I am using spark 1.5.2. I need to run spark streaming job with kafka as the streaming source. I need to read from multiple topics within kafka and process each topic differently.

Is it a good idea to do this in the same job? If so, should I create a single stream with multiple partitions or different streams for each topic?
I am using Kafka direct steam. As far as I know, spark launches long-running receivers for each partition. I have a relatively small cluster, 6 nodes with 4 cores each. If I have many topics and partitions in each topic, would the efficiency be impacted as most executors are busy with long-running receivers? Please correct me if my understanding is wrong here

Best Answer

I made the following observations, in case its helpful for someone:

In kafka direct stream, the receivers are not run as long running tasks.
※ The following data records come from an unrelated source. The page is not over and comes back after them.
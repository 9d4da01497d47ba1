use crate::error::{Result, RuleError};
use crate::rule::{Rule, RuleAction};
use chrono::{DateTime, Utc};
use serde_json::Value;
use std::collections::HashMap;
use std::time::Instant;
use vigil_common::types::Event;

/// A rule whose condition matched an event.
#[derive(Debug, Clone)]
pub struct TriggeredRule {
    /// Snapshot of the rule at trigger time, stats included.
    pub rule: Rule,
    pub triggered_at: DateTime<Utc>,
}

impl TriggeredRule {
    pub fn actions(&self) -> &[RuleAction] {
        &self.rule.actions
    }
}

/// Holds the loaded rule set and evaluates events against it.
///
/// The engine owns rule statistics and cooldown bookkeeping; rule definitions
/// only change through [`RuleEngine::add_rule`], [`RuleEngine::update_rule`],
/// [`RuleEngine::set_enabled`] and friends.
#[derive(Default)]
pub struct RuleEngine {
    rules: Vec<Rule>,
    last_fired: HashMap<String, DateTime<Utc>>,
}

impl RuleEngine {
    pub fn new() -> Self {
        Self::default()
    }

    /// Loads a rule batch, keeping every valid rule.
    ///
    /// Invalid or duplicate rules are rejected individually and reported back so
    /// one bad definition never blocks the rest of the batch.
    pub fn load(rules: Vec<Rule>) -> (Self, Vec<RuleError>) {
        let mut engine = Self::new();
        let mut errors = Vec::new();
        for rule in rules {
            let id = rule.id.clone();
            if let Err(e) = engine.add_rule(rule) {
                tracing::warn!(rule_id = %id, error = %e, "Rejected rule at load time");
                errors.push(e);
            }
        }
        (engine, errors)
    }

    pub fn rules(&self) -> &[Rule] {
        &self.rules
    }

    /// Get a rule by its ID.
    pub fn get_rule(&self, id: &str) -> Option<&Rule> {
        self.rules.iter().find(|r| r.id == id)
    }

    /// Add a new rule at runtime.
    pub fn add_rule(&mut self, rule: Rule) -> Result<()> {
        rule.validate()?;
        if self.get_rule(&rule.id).is_some() {
            return Err(RuleError::DuplicateId(rule.id));
        }
        self.rules.push(rule);
        self.sort();
        Ok(())
    }

    /// Replace an existing rule's definition. Statistics carry over.
    pub fn update_rule(&mut self, mut rule: Rule) -> Result<()> {
        rule.validate()?;
        let existing = self
            .rules
            .iter_mut()
            .find(|r| r.id == rule.id)
            .ok_or_else(|| RuleError::NotFound(rule.id.clone()))?;
        rule.stats = std::mem::take(&mut existing.stats);
        *existing = rule;
        self.sort();
        Ok(())
    }

    /// Enable or disable a rule. Enabling re-runs validation.
    pub fn set_enabled(&mut self, id: &str, enabled: bool) -> Result<()> {
        let rule = self
            .rules
            .iter_mut()
            .find(|r| r.id == id)
            .ok_or_else(|| RuleError::NotFound(id.to_string()))?;
        if enabled {
            let mut candidate = rule.clone();
            candidate.enabled = true;
            candidate.validate()?;
        }
        rule.enabled = enabled;
        Ok(())
    }

    /// Remove a rule by ID. Returns true if found and removed.
    pub fn remove_rule(&mut self, id: &str) -> bool {
        let len_before = self.rules.len();
        self.rules.retain(|r| r.id != id);
        self.last_fired.remove(id);
        self.rules.len() < len_before
    }

    /// Replace all rules with a new set, returning rejected definitions.
    pub fn replace_rules(&mut self, rules: Vec<Rule>) -> Vec<RuleError> {
        let (engine, errors) = Self::load(rules);
        *self = engine;
        errors
    }

    /// Pure verdict for one rule against an event context.
    ///
    /// Disabled rules never match.
    pub fn evaluate(rule: &Rule, context: &Value) -> bool {
        rule.enabled && rule.condition.evaluate(context)
    }

    pub fn process(&mut self, event: &Event) -> Vec<TriggeredRule> {
        self.process_at(event, Utc::now())
    }

    /// Evaluates every applicable rule against `event` and returns those that
    /// triggered, highest priority first.
    pub fn process_at(&mut self, event: &Event, now: DateTime<Utc>) -> Vec<TriggeredRule> {
        let mut triggered = Vec::new();

        for rule in &mut self.rules {
            if !rule.enabled || !rule.matches_event_type(&event.event_type) {
                continue;
            }

            let started = Instant::now();
            let matched = Self::evaluate(rule, &event.data);
            let elapsed_micros = started.elapsed().as_secs_f64() * 1_000_000.0;
            rule.stats.evaluation_count += 1;

            if !matched {
                continue;
            }

            let suppressed = self
                .last_fired
                .get(&rule.id)
                .is_some_and(|last| in_cooldown(rule.cooldown_secs, *last, now));
            if suppressed {
                tracing::debug!(
                    rule_id = %rule.id,
                    event_id = %event.id,
                    "Rule trigger suppressed (cooldown)"
                );
                continue;
            }

            rule.stats.record_trigger(elapsed_micros, now);
            self.last_fired.insert(rule.id.clone(), now);
            tracing::debug!(
                rule_id = %rule.id,
                event_id = %event.id,
                trigger_count = rule.stats.trigger_count,
                "Rule triggered"
            );
            triggered.push(TriggeredRule {
                rule: rule.clone(),
                triggered_at: now,
            });
        }

        triggered
    }

    fn sort(&mut self) {
        self.rules
            .sort_by(|a, b| b.priority.cmp(&a.priority).then_with(|| a.id.cmp(&b.id)));
    }
}

/// Whether a rule that last fired at `last` is still cooling down at `now`.
/// A cooldown too large to represent never expires.
pub(crate) fn in_cooldown(cooldown_secs: u64, last: DateTime<Utc>, now: DateTime<Utc>) -> bool {
    if cooldown_secs == 0 {
        return false;
    }
    match i64::try_from(cooldown_secs).ok().and_then(chrono::Duration::try_seconds) {
        Some(cooldown) => now.signed_duration_since(last) < cooldown,
        None => true,
    }
}
//! Dotted-path lookup and `${...}` interpolation over JSON values.

use serde_json::Value;

/// Resolves a dotted path (`site.pump.pressure`) inside a JSON value.
///
/// Numeric segments index into arrays. An empty path resolves to `root` itself.
///
/// # Examples
///
/// ```
/// use serde_json::json;
/// use vigil_common::path::lookup;
///
/// let ctx = json!({"site": {"pumps": [{"id": "P-1"}]}});
/// assert_eq!(lookup(&ctx, "site.pumps.0.id"), Some(&json!("P-1")));
/// assert_eq!(lookup(&ctx, "site.cranes"), None);
/// ```
pub fn lookup<'a>(root: &'a Value, path: &str) -> Option<&'a Value> {
    let path = path.trim();
    if path.is_empty() {
        return Some(root);
    }
    path.split('.').try_fold(root, |current, segment| match current {
        Value::Object(map) => map.get(segment),
        Value::Array(items) => segment.parse::<usize>().ok().and_then(|i| items.get(i)),
        _ => None,
    })
}

/// Renders a JSON value for inclusion in text. Strings are inserted without quotes,
/// `null` renders empty, everything else uses its JSON form.
pub fn display_value(value: &Value) -> String {
    match value {
        Value::String(s) => s.clone(),
        Value::Null => String::new(),
        other => other.to_string(),
    }
}

/// Replaces every `${path}` token with the value found at `path` in `context`.
///
/// Unresolved tokens and unterminated `${` sequences are kept verbatim.
///
/// # Examples
///
/// ```
/// use serde_json::json;
/// use vigil_common::path::interpolate;
///
/// let ctx = json!({"alert": {"title": "Pump failure"}});
/// assert_eq!(interpolate("${alert.title}", &ctx), "Pump failure");
/// assert_eq!(interpolate("${alert.missingField}", &ctx), "${alert.missingField}");
/// ```
pub fn interpolate(template: &str, context: &Value) -> String {
    let mut out = String::with_capacity(template.len());
    let mut rest = template;

    while let Some(start) = rest.find("${") {
        out.push_str(&rest[..start]);
        let after = &rest[start + 2..];
        let Some(end) = after.find('}') else {
            out.push_str(&rest[start..]);
            return out;
        };
        let token = &rest[start..start + 2 + end + 1];
        match lookup(context, &after[..end]) {
            Some(value) if !after[..end].trim().is_empty() => out.push_str(&display_value(value)),
            _ => out.push_str(token),
        }
        rest = &after[end + 1..];
    }

    out.push_str(rest);
    out
}
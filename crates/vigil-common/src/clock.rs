//! Wall-clock abstraction so time-window logic can be driven from tests.

use chrono::{DateTime, Duration, Utc};
use std::sync::{Mutex, PoisonError};

/// Source of the current time.
pub trait Clock: Send + Sync {
    fn now(&self) -> DateTime<Utc>;
}

/// Reads the system clock.
#[derive(Debug, Default, Clone, Copy)]
pub struct SystemClock;

impl Clock for SystemClock {
    fn now(&self) -> DateTime<Utc> {
        Utc::now()
    }
}

/// A clock that only moves when told to.
///
/// # Examples
///
/// ```
/// use chrono::{Duration, TimeZone, Utc};
/// use vigil_common::clock::{Clock, ManualClock};
///
/// let start = Utc.with_ymd_and_hms(2024, 3, 1, 8, 0, 0).unwrap();
/// let clock = ManualClock::new(start);
/// clock.advance(Duration::minutes(5));
/// assert_eq!(clock.now(), start + Duration::minutes(5));
/// ```
#[derive(Debug)]
pub struct ManualClock {
    now: Mutex<DateTime<Utc>>,
}

impl ManualClock {
    pub fn new(start: DateTime<Utc>) -> Self {
        Self {
            now: Mutex::new(start),
        }
    }

    pub fn set(&self, at: DateTime<Utc>) {
        *self.now.lock().unwrap_or_else(PoisonError::into_inner) = at;
    }

    pub fn advance(&self, by: Duration) {
        let mut now = self.now.lock().unwrap_or_else(PoisonError::into_inner);
        *now += by;
    }
}

impl Clock for ManualClock {
    fn now(&self) -> DateTime<Utc> {
        *self.now.lock().unwrap_or_else(PoisonError::into_inner)
    }
}
impl Shared {
    fn lock_messages(&self) -> MutexGuard<'_, HashMap<String, NotificationMessage>> {
        self.messages.lock().unwrap_or_else(PoisonError::into_inner)
    }

    fn enabled_channel(&self, channel_id: &str) -> Result<Arc<NotificationChannel>> {
        let channel = self
            .registry
            .get(channel_id)
            .ok_or_else(|| NotifyError::ChannelNotFound(channel_id.to_string()))?;
        if !channel.is_enabled() {
            return Err(NotifyError::ChannelDisabled(channel_id.to_string()));
        }
        Ok(channel)
    }

    fn check_template(&self, template_id: &str, channel_type: ChannelType) -> Result<()> {
        let template = self
            .templates
            .get(template_id)
            .ok_or_else(|| NotifyError::TemplateNotFound(template_id.to_string()))?;
        if !template.supports(channel_type) {
            return Err(NotifyError::TemplateUnsupported {
                template_id: template_id.to_string(),
                channel_type,
            });
        }
        Ok(())
    }

    /// Takes a slot from the recipient's hourly/daily budget.
    ///
    /// Returns when the message may go out, or `None` when it should be
    /// dropped. A limit of 0 is treated as no limit.
    fn reserve_budget(&self, recipient: &NotificationRecipient, now: DateTime<Utc>) -> Option<DateTime<Utc>> {
        let limits = [
            (recipient.max_notifications_per_hour, chrono::Duration::hours(1)),
            (recipient.max_notifications_per_day, chrono::Duration::days(1)),
        ];
        if limits.iter().all(|(limit, _)| limit.unwrap_or(0) == 0) {
            return Some(now);
        }

        let mut budgets = self.budgets.lock().unwrap_or_else(PoisonError::into_inner);
        let history = budgets.entry(recipient.id.clone()).or_default();
        let day_ago = now - chrono::Duration::days(1);
        while history.front().is_some_and(|t| *t <= day_ago) {
            history.pop_front();
        }

        let reopens_at = limits
            .iter()
            .filter_map(|(limit, window)| {
                let limit = limit.filter(|l| *l > 0)? as usize;
                let cutoff = now - *window;
                let in_window: Vec<DateTime<Utc>> = history.iter().copied().filter(|t| *t > cutoff).collect();
                (in_window.len() >= limit).then(|| in_window[in_window.len() - limit] + *window)
            })
            .max();

        let slot = match reopens_at {
            None => now,
            Some(_) if self.policy.recipient_overflow == OverflowPolicy::Drop => return None,
            Some(at) => at,
        };
        let pos = history.partition_point(|t| *t <= slot);
        history.insert(pos, slot);
        Some(slot)
    }

    /// Stores a new message and queues it, now or at its scheduled time.
    fn admit(self: &Arc<Self>, message: NotificationMessage, now: DateTime<Utc>) {
        let id = message.id.clone();
        let priority = message.priority;
        let delay = (message.scheduled_at - now).to_std().unwrap_or(Duration::ZERO);
        self.lock_messages().insert(id.clone(), message);
        if delay.is_zero() {
            self.queues.push(priority, id);
        } else {
            tracing::debug!(message_id = %id, delay_ms = delay.as_millis() as u64, "Notification deferred");
            self.schedule(id, priority, delay);
        }
    }

    fn schedule(self: &Arc<Self>, id: String, priority: Priority, delay: Duration) {
        let shared = Arc::clone(self);
        tokio::spawn(async move {
            tokio::time::sleep(delay).await;
            shared.requeue(id, priority);
        });
    }

    fn requeue(&self, id: String, priority: Priority) {
        let queued = self
            .lock_messages()
            .get(&id)
            .is_some_and(|m| m.status == MessageStatus::Queued);
        if queued {
            self.queues.push(priority, id);
        } else {
            tracing::debug!(message_id = %id, "Dropping timer for message no longer queued");
        }
    }

    async fn check_channels(&self) {
        let mut checks = JoinSet::new();
        for channel in self.registry.channels().filter(|c| c.is_enabled()) {
            let channel = Arc::clone(channel);
            checks.spawn(async move {
                let result = channel.deliverer().health_check().await;
                (channel, result)
            });
        }
        while let Some(joined) = checks.join_next().await {
            match joined {
                Ok((channel, Ok(()))) => {
                    tracing::debug!(channel_id = %channel.id(), "Channel health check ok");
                }
                Ok((channel, Err(e))) => {
                    channel.mark_unhealthy();
                    tracing::error!(
                        channel_id = %channel.id(),
                        error = %e,
                        "Channel failed startup health check, marked unhealthy"
                    );
                }
                Err(e) => tracing::error!(error = %e, "Channel health check task failed"),
            }
        }
    }

    async fn drain_all(self: &Arc<Self>) -> usize {
        let mut pulled = 0;
        for priority in Priority::ALL {
            pulled += self.drain_lane(priority).await;
        }
        pulled
    }

    /// Delivers one batch from a lane concurrently and waits for all of it.
    async fn drain_lane(self: &Arc<Self>, priority: Priority) -> usize {
        let ids = self.queues.pull(priority, self.policy.batch_size(priority));
        let pulled = ids.len();
        if pulled == 0 {
            return 0;
        }

        let mut batch = JoinSet::new();
        for id in ids {
            let shared = Arc::clone(self);
            batch.spawn(async move { shared.deliver(id).await });
        }
        while let Some(joined) = batch.join_next().await {
            if let Err(e) = joined {
                tracing::error!(priority = %priority, error = %e, "Delivery task failed");
            }
        }
        pulled
    }

    async fn deliver(self: &Arc<Self>, id: String) {
        let attempted_at = self.clock.now();
        let claimed = self
            .lock_messages()
            .get_mut(&id)
            .and_then(|m| m.begin_sending().ok().map(|()| m.clone()));
        let Some(message) = claimed else {
            tracing::debug!(message_id = %id, "Skipping message no longer queued");
            return;
        };

        let Some(channel) = self.registry.get(&message.channel_id) else {
            self.fail_orphan(&id, attempted_at, NotifyError::ChannelNotFound(message.channel_id.clone()));
            return;
        };

        if message.attempts.is_empty() {
            self.stats.record_sent(message.priority, attempted_at);
            channel.record_sent();
        }

        let rendered = if message.is_rendered() {
            None
        } else {
            match self.render(&message) {
                Ok(r) => Some(r),
                Err(e) => {
                    let report = AttemptReport {
                        attempted_at,
                        latency_ms: 0,
                        result: Err(e),
                        rendered: None,
                        retryable: false,
                    };
                    self.complete(&id, &channel, report);
                    return;
                }
            }
        };
        let (subject, body, format) = match &rendered {
            Some(r) => (r.subject.as_str(), r.body.as_str(), r.format),
            None => (
                message.subject.as_deref().unwrap_or_default(),
                message.body.as_deref().unwrap_or_default(),
                message.format,
            ),
        };

        let started = Instant::now();
        let result = if channel.try_acquire(attempted_at) {
            let delivery = Delivery {
                message_id: &message.id,
                recipient_id: &message.recipient.id,
                address: &message.recipient.address,
                subject,
                body,
                format,
                priority: message.priority,
                context: &message.context,
            };
            channel.deliverer().deliver(&delivery).await
        } else {
            Err(NotifyError::RateLimited(channel.id().to_string()))
        };
        let latency_ms = started.elapsed().as_millis() as u64;

        let report = AttemptReport {
            attempted_at,
            latency_ms,
            result,
            rendered,
            retryable: true,
        };
        self.complete(&id, &channel, report);
    }

    fn render(&self, message: &NotificationMessage) -> Result<RenderedContent> {
        self.templates
            .get(&message.template_id)
            .ok_or_else(|| NotifyError::TemplateNotFound(message.template_id.clone()))?
            .render(message.channel_type, &message.context)
    }

    /// Records an attempt outcome and decides between delivered, retry and
    /// failed.
    fn complete(self: &Arc<Self>, id: &str, channel: &NotificationChannel, report: AttemptReport) {
        let now = self.clock.now();
        let mut requeue = None;
        {
            let mut messages = self.lock_messages();
            let Some(message) = messages.get_mut(id) else {
                return;
            };
            if let Some(rendered) = report.rendered {
                message.subject = Some(rendered.subject);
                message.body = Some(rendered.body);
                message.format = rendered.format;
            }

            let attempt_number = message.next_attempt_number();
            let mut attempt = DeliveryAttempt {
                attempt_number,
                attempted_at: report.attempted_at,
                outcome: AttemptOutcome::Success,
                response_code: None,
                response_message: None,
                error: None,
                latency_ms: report.latency_ms,
                retry_delay_ms: None,
            };

            match report.result {
                Ok(receipt) => {
                    attempt.response_code = receipt.response_code;
                    attempt.response_message = receipt
                        .response_message
                        .map(|m| truncate_string(&m, MAX_BODY_LENGTH));
                    if let Err(e) = message.record_success(attempt, now) {
                        tracing::warn!(message_id = %id, error = %e, "Could not record delivery");
                        return;
                    }
                    channel.record_delivered(report.latency_ms);
                    self.stats
                        .record_delivered(message.priority, report.latency_ms, now);
                    tracing::info!(
                        message_id = %id,
                        channel_id = %channel.id(),
                        attempt = attempt_number,
                        latency_ms = report.latency_ms,
                        "Notification delivered"
                    );
                }
                Err(err) => {
                    attempt.error = Some(err.to_string());
                    if let NotifyError::ApiError { status, .. } = &err {
                        attempt.response_code = Some(*status);
                    }

                    let counts_against_channel =
                        err.kind() == FailureKind::Transient && !matches!(err, NotifyError::RateLimited(_));
                    if counts_against_channel
                        && channel.record_attempt_failure(self.policy.unhealthy_after_failures)
                    {
                        tracing::error!(
                            channel_id = %channel.id(),
                            threshold = self.policy.unhealthy_after_failures,
                            "Channel marked unhealthy after consecutive failures"
                        );
                    }

                    let policy = channel.retry_policy();
                    if report.retryable && channel.should_retry(&err) && policy.allows_retry(attempt_number) {
                        let delay = policy.delay_for(attempt_number);
                        attempt.outcome = AttemptOutcome::Retry;
                        attempt.retry_delay_ms = Some(delay.as_millis() as u64);
                        let next_at = retry_at(now, delay);
                        if message.record_retry(attempt, next_at).is_ok() {
                            tracing::warn!(
                                message_id = %id,
                                channel_id = %channel.id(),
                                attempt = attempt_number,
                                retry_in_ms = delay.as_millis() as u64,
                                error = %err,
                                "Delivery failed, retry scheduled"
                            );
                            requeue = Some((message.priority, delay));
                        }
                    } else {
                        attempt.outcome = AttemptOutcome::Failed;
                        if message.record_failure(attempt).is_ok() {
                            channel.record_failed();
                            self.stats.record_failed(message.priority, now);
                            tracing::error!(
                                message_id = %id,
                                channel_id = %channel.id(),
                                attempt = attempt_number,
                                error = %err,
                                "Delivery failed permanently"
                            );
                        }
                    }
                }
            }
        }

        if let Some((priority, delay)) = requeue {
            self.schedule(id.to_string(), priority, delay);
        }
    }

    fn fail_orphan(&self, id: &str, attempted_at: DateTime<Utc>, err: NotifyError) {
        let mut messages = self.lock_messages();
        let Some(message) = messages.get_mut(id) else {
            return;
        };
        let attempt = DeliveryAttempt {
            attempt_number: message.next_attempt_number(),
            attempted_at,
            outcome: AttemptOutcome::Failed,
            response_code: None,
            response_message: None,
            error: Some(err.to_string()),
            latency_ms: 0,
            retry_delay_ms: None,
        };
        let first_attempt = message.attempts.is_empty();
        if message.record_failure(attempt).is_ok() {
            let now = self.clock.now();
            if first_attempt {
                self.stats.record_sent(message.priority, now);
            }
            self.stats.record_failed(message.priority, now);
            tracing::error!(message_id = %id, error = %err, "Message references an unknown channel");
        }
    }
}
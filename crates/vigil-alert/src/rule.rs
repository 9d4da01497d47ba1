use crate::condition::RuleCondition;
use crate::error::{Result, RuleError};
use chrono::{DateTime, Utc};
use serde::{Deserialize, Serialize};
use vigil_common::types::{Priority, Severity};

/// Effect executed when a rule matches, in declaration order.
#[derive(Debug, Clone, PartialEq, Serialize, Deserialize)]
#[serde(tag = "type", rename_all = "snake_case")]
pub enum RuleAction {
    /// Raise an alert. `alert_type`, `title` and `message` are `${...}` templates
    /// rendered against the triggering event.
    CreateAlert {
        #[serde(default)]
        alert_type: Option<String>,
        #[serde(default)]
        title: Option<String>,
        #[serde(default)]
        message: Option<String>,
    },
    /// Fan the alert out to directory recipients.
    Notify { recipients: Vec<String> },
    /// Post the alert payload to a webhook channel.
    WebhookCall {
        channel_id: String,
        #[serde(default)]
        url: Option<String>,
    },
    /// Notify recipients at an explicit priority, bypassing the severity mapping.
    Escalate {
        recipients: Vec<String>,
        #[serde(default = "default_escalation_priority")]
        priority: Priority,
    },
}

fn default_escalation_priority() -> Priority {
    Priority::Immediate
}

/// Runtime counters maintained by the engine, never part of a rule's definition.
#[derive(Debug, Clone, Default, PartialEq, Serialize)]
pub struct RuleStats {
    pub evaluation_count: u64,
    pub trigger_count: u64,
    pub last_triggered_at: Option<DateTime<Utc>>,
    /// Running mean of evaluation time over triggered executions.
    pub average_execution_micros: f64,
}

impl RuleStats {
    pub(crate) fn record_trigger(&mut self, elapsed_micros: f64, at: DateTime<Utc>) {
        self.trigger_count += 1;
        self.last_triggered_at = Some(at);
        self.average_execution_micros +=
            (elapsed_micros - self.average_execution_micros) / self.trigger_count as f64;
    }
}

/// A named, versioned condition → action mapping.
#[derive(Debug, Clone, PartialEq, Serialize, Deserialize)]
pub struct Rule {
    pub id: String,
    pub name: String,
    #[serde(default)]
    pub description: Option<String>,
    #[serde(default = "default_category")]
    pub category: String,
    #[serde(default = "default_version")]
    pub version: u32,
    pub priority: Severity,
    #[serde(default = "default_enabled")]
    pub enabled: bool,
    /// Glob over `Event::event_type` (e.g. `survey.*`).
    #[serde(default = "default_event_pattern")]
    pub event_pattern: String,
    pub condition: RuleCondition,
    #[serde(default)]
    pub actions: Vec<RuleAction>,
    /// Minimum seconds between two triggers of this rule.
    #[serde(default)]
    pub cooldown_secs: u64,
    #[serde(skip)]
    pub stats: RuleStats,
}

/// Longest accepted cooldown: one year.
pub const MAX_COOLDOWN_SECS: u64 = 366 * 24 * 3600;

fn default_category() -> String {
    "general".to_string()
}

fn default_version() -> u32 {
    1
}

fn default_enabled() -> bool {
    true
}

fn default_event_pattern() -> String {
    "*".to_string()
}

impl Rule {
    pub fn new(
        id: impl Into<String>,
        name: impl Into<String>,
        priority: Severity,
        condition: RuleCondition,
    ) -> Self {
        Self {
            id: id.into(),
            name: name.into(),
            description: None,
            category: default_category(),
            version: default_version(),
            priority,
            enabled: true,
            event_pattern: default_event_pattern(),
            condition,
            actions: Vec::new(),
            cooldown_secs: 0,
            stats: RuleStats::default(),
        }
    }

    pub fn with_actions(mut self, actions: Vec<RuleAction>) -> Self {
        self.actions = actions;
        self
    }

    pub fn with_event_pattern(mut self, pattern: impl Into<String>) -> Self {
        self.event_pattern = pattern.into();
        self
    }

    pub fn with_category(mut self, category: impl Into<String>) -> Self {
        self.category = category.into();
        self
    }

    /// Whether this rule applies to events of the given type.
    pub fn matches_event_type(&self, event_type: &str) -> bool {
        self.event_pattern == "*" || glob_match::glob_match(&self.event_pattern, event_type)
    }

    /// Checks the rule definition. Called on every load and update.
    pub fn validate(&self) -> Result<()> {
        let invalid = |reason: &str| RuleError::InvalidDefinition {
            rule_id: self.id.clone(),
            reason: reason.to_string(),
        };

        if self.id.trim().is_empty() {
            return Err(invalid("id must not be empty"));
        }
        if self.event_pattern.trim().is_empty() {
            return Err(invalid("event_pattern must not be empty"));
        }
        if self.cooldown_secs > MAX_COOLDOWN_SECS {
            return Err(invalid(&format!(
                "cooldown_secs {} exceeds the maximum of {MAX_COOLDOWN_SECS}",
                self.cooldown_secs
            )));
        }

        // A disabled draft may still have an empty tree.
        if self.condition.leaf_count() == 0 {
            if self.enabled {
                return Err(RuleError::NoLeaf(self.id.clone()));
            }
        } else {
            self.condition
                .validate()
                .map_err(|reason| RuleError::MalformedCondition {
                    rule_id: self.id.clone(),
                    reason,
                })?;
        }

        for action in &self.actions {
            match action {
                RuleAction::Notify { recipients } | RuleAction::Escalate { recipients, .. }
                    if recipients.is_empty() =>
                {
                    return Err(invalid("notify/escalate action needs at least one recipient"));
                }
                RuleAction::WebhookCall { channel_id, .. } if channel_id.trim().is_empty() => {
                    return Err(invalid("webhook_call action needs a channel_id"));
                }
                _ => {}
            }
        }

        Ok(())
    }
}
At the beginning of each batch inerval, first the data is read from kafka in executors. Once read, the processing part takes over.
If we create a single stream with multiple topics, the topics are read one after the other. Also, filtering the dstream for applying different processing logic would add another step to the job
Creating multiple streams would help in two ways: 1. You don't need to apply the filter operation to process different topics differently. 2. You can read multiple streams in parallel (as opposed to one by one in case of single stream). To do so, there is an undocumented config parameter spark.streaming.concurrentJobs*. So, I decided to create multiple streams.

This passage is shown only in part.